* Requirement
Restate each entry shown beneath this instruction, keeping its wording intact.

* Materials provided
::::
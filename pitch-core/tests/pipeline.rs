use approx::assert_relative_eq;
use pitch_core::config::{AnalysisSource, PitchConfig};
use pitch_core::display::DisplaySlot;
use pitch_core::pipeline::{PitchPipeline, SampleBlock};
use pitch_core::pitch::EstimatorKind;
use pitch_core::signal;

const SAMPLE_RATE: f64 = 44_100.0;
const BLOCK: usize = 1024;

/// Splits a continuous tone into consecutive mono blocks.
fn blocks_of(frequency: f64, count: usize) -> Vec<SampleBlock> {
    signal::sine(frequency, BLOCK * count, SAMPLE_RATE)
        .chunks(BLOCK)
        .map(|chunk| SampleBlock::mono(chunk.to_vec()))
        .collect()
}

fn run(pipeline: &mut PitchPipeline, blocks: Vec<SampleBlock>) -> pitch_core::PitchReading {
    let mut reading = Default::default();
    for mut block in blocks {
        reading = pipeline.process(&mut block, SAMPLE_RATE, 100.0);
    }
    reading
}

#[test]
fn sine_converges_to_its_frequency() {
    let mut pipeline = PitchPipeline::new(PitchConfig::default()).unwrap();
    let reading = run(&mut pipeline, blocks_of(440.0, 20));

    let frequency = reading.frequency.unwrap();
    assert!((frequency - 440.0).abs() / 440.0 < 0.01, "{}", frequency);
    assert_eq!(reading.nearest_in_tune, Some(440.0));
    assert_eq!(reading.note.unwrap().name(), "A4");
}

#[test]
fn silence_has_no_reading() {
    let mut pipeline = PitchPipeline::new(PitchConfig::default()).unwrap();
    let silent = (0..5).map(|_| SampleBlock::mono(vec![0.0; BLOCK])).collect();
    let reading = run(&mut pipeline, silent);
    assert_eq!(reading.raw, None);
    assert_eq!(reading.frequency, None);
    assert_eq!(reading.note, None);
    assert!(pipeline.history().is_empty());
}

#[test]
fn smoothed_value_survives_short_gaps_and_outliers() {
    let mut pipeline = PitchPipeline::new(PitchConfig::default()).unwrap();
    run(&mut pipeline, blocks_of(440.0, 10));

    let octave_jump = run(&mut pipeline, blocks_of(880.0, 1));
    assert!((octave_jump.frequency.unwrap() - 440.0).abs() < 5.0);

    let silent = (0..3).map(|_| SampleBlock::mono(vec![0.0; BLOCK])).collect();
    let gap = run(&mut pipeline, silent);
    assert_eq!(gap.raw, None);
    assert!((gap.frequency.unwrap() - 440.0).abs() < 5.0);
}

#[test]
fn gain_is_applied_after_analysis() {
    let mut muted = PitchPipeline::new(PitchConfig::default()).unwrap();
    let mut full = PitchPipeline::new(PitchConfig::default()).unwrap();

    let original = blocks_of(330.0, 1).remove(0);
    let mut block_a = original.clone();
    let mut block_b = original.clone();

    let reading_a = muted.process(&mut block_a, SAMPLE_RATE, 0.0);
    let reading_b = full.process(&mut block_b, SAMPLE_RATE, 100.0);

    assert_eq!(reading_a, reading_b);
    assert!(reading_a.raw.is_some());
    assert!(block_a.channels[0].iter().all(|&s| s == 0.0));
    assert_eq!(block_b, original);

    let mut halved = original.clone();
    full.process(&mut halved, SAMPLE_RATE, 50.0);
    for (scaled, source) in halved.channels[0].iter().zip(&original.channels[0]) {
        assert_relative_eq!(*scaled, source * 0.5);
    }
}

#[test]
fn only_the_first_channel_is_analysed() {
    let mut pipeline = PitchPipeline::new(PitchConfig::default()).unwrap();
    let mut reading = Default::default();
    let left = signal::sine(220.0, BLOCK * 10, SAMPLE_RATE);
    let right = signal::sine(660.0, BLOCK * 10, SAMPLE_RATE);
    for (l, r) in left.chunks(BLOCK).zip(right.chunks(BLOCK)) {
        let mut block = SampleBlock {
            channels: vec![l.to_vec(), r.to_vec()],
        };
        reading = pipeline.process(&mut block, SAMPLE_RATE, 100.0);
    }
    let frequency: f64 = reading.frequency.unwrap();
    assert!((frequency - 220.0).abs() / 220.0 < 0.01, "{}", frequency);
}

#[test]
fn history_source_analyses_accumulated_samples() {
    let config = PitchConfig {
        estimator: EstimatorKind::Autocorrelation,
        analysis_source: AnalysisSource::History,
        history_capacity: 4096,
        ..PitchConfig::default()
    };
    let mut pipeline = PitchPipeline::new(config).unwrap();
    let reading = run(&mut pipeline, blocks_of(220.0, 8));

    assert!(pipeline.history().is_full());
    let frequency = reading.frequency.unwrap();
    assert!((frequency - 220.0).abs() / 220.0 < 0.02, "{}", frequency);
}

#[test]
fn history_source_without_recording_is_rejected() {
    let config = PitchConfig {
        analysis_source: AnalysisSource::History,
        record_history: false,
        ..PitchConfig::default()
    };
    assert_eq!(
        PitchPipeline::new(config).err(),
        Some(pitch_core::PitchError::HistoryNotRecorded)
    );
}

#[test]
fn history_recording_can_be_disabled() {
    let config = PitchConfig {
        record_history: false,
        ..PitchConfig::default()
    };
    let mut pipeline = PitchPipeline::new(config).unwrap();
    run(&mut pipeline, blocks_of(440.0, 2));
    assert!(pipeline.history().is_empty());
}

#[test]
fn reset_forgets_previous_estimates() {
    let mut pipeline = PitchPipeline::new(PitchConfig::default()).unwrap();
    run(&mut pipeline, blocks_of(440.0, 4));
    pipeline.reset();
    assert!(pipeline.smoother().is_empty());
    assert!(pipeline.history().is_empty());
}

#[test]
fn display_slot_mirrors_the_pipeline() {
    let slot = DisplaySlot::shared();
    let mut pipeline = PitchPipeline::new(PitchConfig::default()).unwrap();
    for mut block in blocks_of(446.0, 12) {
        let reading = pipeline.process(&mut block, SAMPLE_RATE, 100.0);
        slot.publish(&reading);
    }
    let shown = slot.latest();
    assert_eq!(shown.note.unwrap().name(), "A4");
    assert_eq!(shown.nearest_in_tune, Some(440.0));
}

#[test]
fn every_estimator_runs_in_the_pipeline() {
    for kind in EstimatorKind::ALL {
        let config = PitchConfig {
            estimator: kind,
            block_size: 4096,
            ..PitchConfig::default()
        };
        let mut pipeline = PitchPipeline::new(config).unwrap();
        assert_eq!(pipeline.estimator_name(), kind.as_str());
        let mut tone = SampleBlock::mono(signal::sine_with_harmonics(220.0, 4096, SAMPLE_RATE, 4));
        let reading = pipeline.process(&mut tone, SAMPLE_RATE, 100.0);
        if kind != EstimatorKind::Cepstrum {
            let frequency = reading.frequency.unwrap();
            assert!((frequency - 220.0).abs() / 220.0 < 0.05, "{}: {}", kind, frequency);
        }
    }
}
::::
* Answer to this task
filename pitch-core/tests/pipeline.rs
use approx::assert_relative_eq;
use pitch_core::config::{AnalysisSource, PitchConfig};
use pitch_core::display::DisplaySlot;
use pitch_core::pipeline::{PitchPipeline, SampleBlock};
use pitch_core::pitch::EstimatorKind;
use pitch_core::signal;

const SAMPLE_RATE: f64 = 44_100.0;
const BLOCK: usize = 1024;

/// Splits a continuous tone into consecutive mono blocks.
fn blocks_of(frequency: f64, count: usize) -> Vec<SampleBlock> {
    signal::sine(frequency, BLOCK * count, SAMPLE_RATE)
        .chunks(BLOCK)
        .map(|chunk| SampleBlock::mono(chunk.to_vec()))
        .collect()
}

fn run(pipeline: &mut PitchPipeline, blocks: Vec<SampleBlock>) -> pitch_core::PitchReading {
    let mut reading = Default::default();
    for mut block in blocks {
        reading = pipeline.process(&mut block, SAMPLE_RATE, 100.0);
    }
    reading
}

#[test]
fn sine_converges_to_its_frequency() {
    let mut pipeline = PitchPipeline::new(PitchConfig::default()).unwrap();
    let reading = run(&mut pipeline, blocks_of(440.0, 20));

    let frequency = reading.frequency.unwrap();
    assert!((frequency - 440.0).abs() / 440.0 < 0.01, "{}", frequency);
    assert_eq!(reading.nearest_in_tune, Some(440.0));
    assert_eq!(reading.note.unwrap().name(), "A4");
}

#[test]
fn silence_has_no_reading() {
    let mut pipeline = PitchPipeline::new(PitchConfig::default()).unwrap();
    let silent = (0..5).map(|_| SampleBlock::mono(vec![0.0; BLOCK])).collect();
    let reading = run(&mut pipeline, silent);
    assert_eq!(reading.raw, None);
    assert_eq!(reading.frequency, None);
    assert_eq!(reading.note, None);
    assert!(pipeline.history().is_empty());
}

#[test]
fn smoothed_value_survives_short_gaps_and_outliers() {
    let mut pipeline = PitchPipeline::new(PitchConfig::default()).unwrap();
    run(&mut pipeline, blocks_of(440.0, 10));

    let octave_jump = run(&mut pipeline, blocks_of(880.0, 1));
    assert!((octave_jump.frequency.unwrap() - 440.0).abs() < 5.0);

    let silent = (0..3).map(|_| SampleBlock::mono(vec![0.0; BLOCK])).collect();
    let gap = run(&mut pipeline, silent);
    assert_eq!(gap.raw, None);
    assert!((gap.frequency.unwrap() - 440.0).abs() < 5.0);
}

#[test]
fn gain_is_applied_after_analysis() {
    let mut muted = PitchPipeline::new(PitchConfig::default()).unwrap();
    let mut full = PitchPipeline::new(PitchConfig::default()).unwrap();

    let original = blocks_of(330.0, 1).remove(0);
    let mut block_a = original.clone();
    let mut block_b = original.clone();

    let reading_a = muted.process(&mut block_a, SAMPLE_RATE, 0.0);
    let reading_b = full.process(&mut block_b, SAMPLE_RATE, 100.0);

    assert_eq!(reading_a, reading_b);
    assert!(reading_a.raw.is_some());
    assert!(block_a.channels[0].iter().all(|&s| s == 0.0));
    assert_eq!(block_b, original);

    let mut halved = original.clone();
    full.process(&mut halved, SAMPLE_RATE, 50.0);
    for (scaled, source) in halved.channels[0].iter().zip(&original.channels[0]) {
        assert_relative_eq!(*scaled, source * 0.5);
    }
}

#[test]
fn only_the_first_channel_is_analysed() {
    let mut pipeline = PitchPipeline::new(PitchConfig::default()).unwrap();
    let mut reading = Default::default();
    let left = signal::sine(220.0, BLOCK * 10, SAMPLE_RATE);
    let right = signal::sine(660.0, BLOCK * 10, SAMPLE_RATE);
    for (l, r) in left.chunks(BLOCK).zip(right.chunks(BLOCK)) {
        let mut block = SampleBlock {
            channels: vec![l.to_vec(), r.to_vec()],
        };
        reading = pipeline.process(&mut block, SAMPLE_RATE, 100.0);
    }
    let frequency: f64 = reading.frequency.unwrap();
    assert!((frequency - 220.0).abs() / 220.0 < 0.01, "{}", frequency);
}

#[test]
fn history_source_analyses_accumulated_samples() {
    let config = PitchConfig {
        estimator: EstimatorKind::Autocorrelation,
        analysis_source: AnalysisSource::History,
        history_capacity: 4096,
        ..PitchConfig::default()
    };
    let mut pipeline = PitchPipeline::new(config).unwrap();
    let reading = run(&mut pipeline, blocks_of(220.0, 8));

    assert!(pipeline.history().is_full());
    let frequency = reading.frequency.unwrap();
    assert!((frequency - 220.0).abs() / 220.0 < 0.02, "{}", frequency);
}

#[test]
fn history_source_without_recording_is_rejected() {
    let config = PitchConfig {
        analysis_source: AnalysisSource::History,
        record_history: false,
        ..PitchConfig::default()
    };
    assert_eq!(
        PitchPipeline::new(config).err(),
        Some(pitch_core::PitchError::HistoryNotRecorded)
    );
}

#[test]
fn history_recording_can_be_disabled() {
    let config = PitchConfig {
        record_history: false,
        ..PitchConfig::default()
    };
    let mut pipeline = PitchPipeline::new(config).unwrap();
    run(&mut pipeline, blocks_of(440.0, 2));
    assert!(pipeline.history().is_empty());
}

#[test]
fn reset_forgets_previous_estimates() {
    let mut pipeline = PitchPipeline::new(PitchConfig::default()).unwrap();
    run(&mut pipeline, blocks_of(440.0, 4));
    pipeline.reset();
    assert!(pipeline.smoother().is_empty());
    assert!(pipeline.history().is_empty());
}

#[test]
fn display_slot_mirrors_the_pipeline() {
    let slot = DisplaySlot::shared();
    let mut pipeline = PitchPipeline::new(PitchConfig::default()).unwrap();
    for mut block in blocks_of(446.0, 12) {
        let reading = pipeline.process(&mut block, SAMPLE_RATE, 100.0);
        slot.publish(&reading);
    }
    let shown = slot.latest();
    assert_eq!(shown.note.unwrap().name(), "A4");
    assert_eq!(shown.nearest_in_tune, Some(440.0));
}

#[test]
fn every_estimator_runs_in_the_pipeline() {
    for kind in EstimatorKind::ALL {
        let config = PitchConfig {
            estimator: kind,
            block_size: 4096,
            ..PitchConfig::default()
        };
        let mut pipeline = PitchPipeline::new(config).unwrap();
        assert_eq!(pipeline.estimator_name(), kind.as_str());
        let mut tone = SampleBlock::mono(signal::sine_with_harmonics(220.0, 4096, SAMPLE_RATE, 4));
        let reading = pipeline.process(&mut tone, SAMPLE_RATE, 100.0);
        if kind != EstimatorKind::Cepstrum {
            let frequency = reading.frequency.unwrap();
            assert!((frequency - 220.0).abs() / 220.0 < 0.05, "{}: {}", kind, frequency);
        }
    }
}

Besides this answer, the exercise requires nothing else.